With the configuration as described previously, dioxins and the like are almost completely eliminated of the dechlorination residue evacuated from the elimination unit (32a) of dioxins Consequently, almost no dioxin or the like is it contains, not only in water-insoluble components, but also in the remaining aqueous solution (1).

In addition, the configuration could be adopted, such as is shown in figure 3, in which the eliminating unit of Dioxins (32) are disposed downstream of the pH regulating tank (28), and the dioxin eliminating unit (32a) is disposed between the second dust collector (16) and the dissolution tank (22). That is, dioxins and the like can be eliminated almost by complete by means of the dioxin eliminating unit (32a). Yes there is a problem of dioxins and the like that remain after removal, the dioxin eliminating unit (32) completely eliminates dioxins and the like after adjustment of pH.

The configuration can also be adopted as is represented in figure 4, in which a mixer (35) and a crusher (18) as means to crush the sodium hydrocarbonate and mix the anti-caking agent hydrophilic In general, as g1 sodium hydrocarbonate has a average particle diameter within a range between 50 \ mum and 270 \ mum, the process includes the steps of adding hydrophilic silica, which has an average particle diameter inside from a range of 0.001 µm to 1 µm as the agent g2 hydrophilic anti-caking agent in an amount of 0.1% by mass at g1 sodium hydrocarbonate, to mix sodium hydrocarbonate g1 and the g2 anti-binding agent in the mixer (35), to be ground the resulting mixture to an average particle diameter within a range of 2 µm to 30 µm in the breaker (18), to generate thus, the sodium-based dechlorination agent g. The latter is add to the gas of the G6 smoke channel, whose dust f1 has been evacuated by the first dust collector (14). Sodium hydrocarbonate crushed to an average particle diameter within a range between 2 \ mum and 30 \ mum, because its particle is fine, reacts from the surface of the particle to the part interior, and has a property of good adhesion to the fabric Bag filter filter. Thus, a guarantee is guaranteed. satisfactory utilization efficiency.

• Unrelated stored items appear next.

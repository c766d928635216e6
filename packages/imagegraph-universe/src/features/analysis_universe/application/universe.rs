//! Analysis universe arena
//!
//! Append-only arenas for types, methods and fields plus name indices. Ids are
//! arena indices, so an element keeps the identity it received at first
//! registration for the rest of the build.

use crate::features::analysis_universe::domain::{
    AnalysisField, AnalysisMethod, AnalysisType, FieldDescriptor, MethodDescriptor,
    TypeDescriptor, TypeKind,
};
use crate::features::analysis_universe::error::{UniverseError, UniverseResult};
use crate::shared::models::{
    FieldId, MethodId, Reachability, ReachabilityFlag, TypeId, TypeState,
};
use rustc_hash::{FxHashMap, FxHashSet};
use serde::{Deserialize, Serialize};
use std::collections::VecDeque;
use std::fmt;
use tracing::trace;

/// Element counts, used for growth accounting
#[derive(Debug, Clone, Copy, Default, PartialEq, Eq, Serialize, Deserialize)]
pub struct UniverseCounts {
    pub types: usize,
    pub methods: usize,
    pub fields: usize,
}

impl fmt::Display for UniverseCounts {
    fn fmt(&self, f: &mut fmt::Formatter<'_>) -> fmt::Result {
        write!(
            f,
            "{} types, {} methods, {} fields",
            self.types, self.methods, self.fields
        )
    }
}

#[derive(Debug, Default)]
pub struct AnalysisUniverse {
    types: Vec<AnalysisType>,
    methods: Vec<AnalysisMethod>,
    fields: Vec<AnalysisField>,
    type_index: FxHashMap<String, TypeId>,
    method_index: FxHashMap<String, MethodId>,
    field_index: FxHashMap<String, FieldId>,
}

impl AnalysisUniverse {
    pub fn new() -> Self {
        Self::default()
    }

    pub fn counts(&self) -> UniverseCounts {
        UniverseCounts {
            types: self.types.len(),
            methods: self.methods.len(),
            fields: self.fields.len(),
        }
    }

    // ═══════════════════════════════════════════════════════════════════════
    // Registration
    // ═══════════════════════════════════════════════════════════════════════

    /// Register a type. A name that is already known returns the existing id.
    pub fn register_type(&mut self, desc: TypeDescriptor) -> UniverseResult<TypeId> {
        if let Some(&id) = self.type_index.get(&desc.name) {
            return Ok(id);
        }

        if let Some(superclass) = desc.superclass {
            let sup = self.get_type(superclass).ok_or(UniverseError::UnknownType(superclass))?;
            if desc.kind != TypeKind::Class || sup.kind() != TypeKind::Class {
                return Err(UniverseError::InvalidHierarchy {
                    name: desc.name,
                    reason: format!("superclass '{}' must be a class extended by a class", sup.name()),
                });
            }
        }
        for &iface in &desc.interfaces {
            let sup = self.get_type(iface).ok_or(UniverseError::UnknownType(iface))?;
            if !sup.is_interface() || desc.kind == TypeKind::Primitive {
                return Err(UniverseError::InvalidHierarchy {
                    name: desc.name,
                    reason: format!("'{}' is not an implementable interface", sup.name()),
                });
            }
        }
        if let Some(enclosing) = desc.enclosing {
            self.get_type(enclosing).ok_or(UniverseError::UnknownType(enclosing))?;
        }

        let id = TypeId::from_index(self.types.len());
        trace!(%id, name = %desc.name, kind = ?desc.kind, "register type");
        self.type_index.insert(desc.name.clone(), id);
        self.types.push(AnalysisType {
            id,
            name: desc.name,
            kind: desc.kind,
            is_abstract: desc.is_abstract,
            superclass: desc.superclass,
            interfaces: desc.interfaces,
            enclosing: desc.enclosing,
            annotations: desc.annotations,
            declared_methods: Vec::new(),
            declared_fields: Vec::new(),
            reachability: Reachability::new(),
        });
        Ok(id)
    }

    /// Register a method. Qualified name `Type.name(P1, P2)` is the identity key.
    pub fn register_method(&mut self, desc: MethodDescriptor) -> UniverseResult<MethodId> {
        let declaring = self
            .get_type(desc.declaring)
            .ok_or(UniverseError::UnknownType(desc.declaring))?;
        let mut params = Vec::with_capacity(desc.parameter_types.len());
        for &param in &desc.parameter_types {
            params.push(
                self.get_type(param)
                    .ok_or(UniverseError::UnknownType(param))?
                    .name(),
            );
        }
        if let Some(ret) = desc.return_type {
            self.get_type(ret).ok_or(UniverseError::UnknownType(ret))?;
        }

        let qualified_name = format!("{}.{}({})", declaring.name(), desc.name, params.join(", "));
        if let Some(&id) = self.method_index.get(&qualified_name) {
            return Ok(id);
        }

        let id = MethodId::from_index(self.methods.len());
        trace!(%id, name = %qualified_name, "register method");
        self.method_index.insert(qualified_name.clone(), id);
        self.types[desc.declaring.index()].declared_methods.push(id);
        self.methods.push(AnalysisMethod {
            id,
            declaring: desc.declaring,
            name: desc.name,
            qualified_name,
            parameter_types: desc.parameter_types,
            return_type: desc.return_type,
            modifiers: desc.modifiers,
            entry_point: desc.entry_point,
            annotations: desc.annotations,
            reachability: Reachability::new(),
            invoked_by: Vec::new(),
        });
        Ok(id)
    }

    /// Register a field. Qualified name `Type.name` is the identity key.
    pub fn register_field(&mut self, desc: FieldDescriptor) -> UniverseResult<FieldId> {
        let declaring = self
            .get_type(desc.declaring)
            .ok_or(UniverseError::UnknownType(desc.declaring))?;
        self.get_type(desc.declared_type)
            .ok_or(UniverseError::UnknownType(desc.declared_type))?;

        let qualified_name = format!("{}.{}", declaring.name(), desc.name);
        if let Some(&id) = self.field_index.get(&qualified_name) {
            return Ok(id);
        }

        let id = FieldId::from_index(self.fields.len());
        trace!(%id, name = %qualified_name, "register field");
        self.field_index.insert(qualified_name.clone(), id);
        self.types[desc.declaring.index()].declared_fields.push(id);
        self.fields.push(AnalysisField {
            id,
            declaring: desc.declaring,
            name: desc.name,
            qualified_name,
            declared_type: desc.declared_type,
            is_static: desc.is_static,
            reachability: Reachability::new(),
        });
        Ok(id)
    }

    // ═══════════════════════════════════════════════════════════════════════
    // Access
    // ═══════════════════════════════════════════════════════════════════════

    /// # Panics
    /// If `id` was not issued by this universe
    pub fn ty(&self, id: TypeId) -> &AnalysisType {
        &self.types[id.index()]
    }

    /// # Panics
    /// If `id` was not issued by this universe
    pub fn method(&self, id: MethodId) -> &AnalysisMethod {
        &self.methods[id.index()]
    }

    /// # Panics
    /// If `id` was not issued by this universe
    pub fn field(&self, id: FieldId) -> &AnalysisField {
        &self.fields[id.index()]
    }

    pub fn get_type(&self, id: TypeId) -> Option<&AnalysisType> {
        self.types.get(id.index())
    }

    pub fn get_method(&self, id: MethodId) -> Option<&AnalysisMethod> {
        self.methods.get(id.index())
    }

    pub fn get_field(&self, id: FieldId) -> Option<&AnalysisField> {
        self.fields.get(id.index())
    }

    pub fn types(&self) -> &[AnalysisType] {
        &self.types
    }

    pub fn methods(&self) -> &[AnalysisMethod] {
        &self.methods
    }

    pub fn fields(&self) -> &[AnalysisField] {
        &self.fields
    }

    pub fn lookup_type(&self, name: &str) -> Option<TypeId> {
        self.type_index.get(name).copied()
    }

    /// Lookup by `Type.name(P1, P2)`
    pub fn lookup_method(&self, qualified_name: &str) -> Option<MethodId> {
        self.method_index.get(qualified_name).copied()
    }

    /// Lookup by `Type.name`
    pub fn lookup_field(&self, qualified_name: &str) -> Option<FieldId> {
        self.field_index.get(qualified_name).copied()
    }

    pub fn type_name(&self, id: TypeId) -> &str {
        self.ty(id).name()
    }

    pub fn entry_points(&self) -> Vec<MethodId> {
        self.methods
            .iter()
            .filter(|m| m.is_entry_point())
            .map(|m| m.id())
            .collect()
    }

    // ═══════════════════════════════════════════════════════════════════════
    // Monotonic reachability updates
    // ═══════════════════════════════════════════════════════════════════════

    /// Add `flag` to a type. Supertypes become `Reachable`.
    /// Returns `true` if any flag was newly set.
    pub fn mark_type(&mut self, id: TypeId, flag: ReachabilityFlag) -> bool {
        let mut changed = self.types[id.index()].reachability.mark(flag);
        for sup in self.supertypes(id) {
            changed |= self.types[sup.index()]
                .reachability
                .mark(ReachabilityFlag::Reachable);
        }
        changed
    }

    /// Add `flag` to a method. The declaring type becomes `Reachable`.
    pub fn mark_method(&mut self, id: MethodId, flag: ReachabilityFlag) -> bool {
        let declaring = self.methods[id.index()].declaring;
        let changed = self.methods[id.index()].reachability.mark(flag);
        self.mark_type(declaring, ReachabilityFlag::Reachable) || changed
    }

    /// Add `flag` to a field. The declaring type becomes `Reachable`.
    pub fn mark_field(&mut self, id: FieldId, flag: ReachabilityFlag) -> bool {
        let declaring = self.fields[id.index()].declaring;
        let changed = self.fields[id.index()].reachability.mark(flag);
        self.mark_type(declaring, ReachabilityFlag::Reachable) || changed
    }

    /// Record an internal call edge `caller -> callee`. Returns `true` if new.
    pub fn register_invocation(&mut self, caller: MethodId, callee: MethodId) -> bool {
        let invoked_by = &mut self.methods[callee.index()].invoked_by;
        if invoked_by.contains(&caller) {
            return false;
        }
        invoked_by.push(caller);
        true
    }

    // ═══════════════════════════════════════════════════════════════════════
    // Hierarchy queries
    // ═══════════════════════════════════════════════════════════════════════

    /// Transitive supertypes (excluding `id`): superclass chain first, then
    /// interfaces breadth-first
    pub fn supertypes(&self, id: TypeId) -> Vec<TypeId> {
        let mut result = Vec::new();
        let mut seen = FxHashSet::default();
        let mut queue = VecDeque::new();

        let mut current = self.ty(id).superclass;
        queue.extend(self.ty(id).interfaces.iter().copied());
        while let Some(sup) = current {
            if seen.insert(sup) {
                result.push(sup);
            }
            queue.extend(self.ty(sup).interfaces.iter().copied());
            current = self.ty(sup).superclass;
        }
        while let Some(iface) = queue.pop_front() {
            if seen.insert(iface) {
                result.push(iface);
                queue.extend(self.ty(iface).interfaces.iter().copied());
            }
        }
        result
    }

    /// `sub` is `sup` or a transitive subtype of it
    pub fn is_subtype_of(&self, sub: TypeId, sup: TypeId) -> bool {
        sub == sup || self.supertypes(sub).contains(&sup)
    }

    /// Sorted ids of every instantiated type
    pub fn instantiated_types(&self) -> Vec<TypeId> {
        self.types
            .iter()
            .filter(|t| t.is_instantiated())
            .map(|t| t.id())
            .collect()
    }

    /// Sorted ids of instantiated types assignable to `declared`
    pub fn instantiated_subtypes(&self, declared: TypeId) -> Vec<TypeId> {
        self.types
            .iter()
            .filter(|t| t.is_instantiated() && self.is_subtype_of(t.id(), declared))
            .map(|t| t.id())
            .collect()
    }

    /// Concrete implementation of `method` for a receiver of exact type
    /// `receiver`: superclass chain first, then default interface methods.
    /// Non-dispatchable methods resolve to themselves when they have a body.
    pub fn resolve_concrete_method(&self, receiver: TypeId, method: MethodId) -> Option<MethodId> {
        let target = self.method(method);
        if !target.is_dispatchable() {
            return target.has_body().then_some(method);
        }

        let mut current = Some(receiver);
        while let Some(ty) = current {
            let found = self.ty(ty).declared_methods.iter().copied().find(|&m| {
                let candidate = self.method(m);
                candidate.is_dispatchable() && candidate.has_body() && candidate.same_signature(target)
            });
            if found.is_some() {
                return found;
            }
            current = self.ty(ty).superclass;
        }

        self.supertypes(receiver)
            .into_iter()
            .filter(|&sup| self.ty(sup).is_interface())
            .find_map(|iface| {
                self.ty(iface).declared_methods.iter().copied().find(|&m| {
                    let candidate = self.method(m);
                    candidate.has_body() && !candidate.is_static() && candidate.same_signature(target)
                })
            })
    }

    /// Render a type state as `[a.B, c.D]`
    pub fn format_type_state(&self, state: &TypeState) -> String {
        state.display_with(|ty| self.type_name(ty))
    }
}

In the configuration shown in Figure 4, in which the dioxin eliminating unit (32) is disposed waters below the pH adjusting tank (28), the eliminating unit of dioxins (32a) could be arranged between the second collector of powders (16) and the dissolution tank (22), as in the configuration shown in figure 2. In addition, as in the configuration shown in figure 3, the eliminating unit of dioxins (32) could be disposed downstream of the adjuster tank of pH (28), and the dioxin eliminating unit (32) could be arranged between the second dust collector (16) and the tank of dissolution (22).

It is also possible, as represented in figure 5, arrange a mercury eliminating unit (30) between the pH adjusting tank (28) and the eliminating unit of dioxins (32) for the purpose of eliminating the mercury contained in the remaining aqueous solution (1) from the separator (26).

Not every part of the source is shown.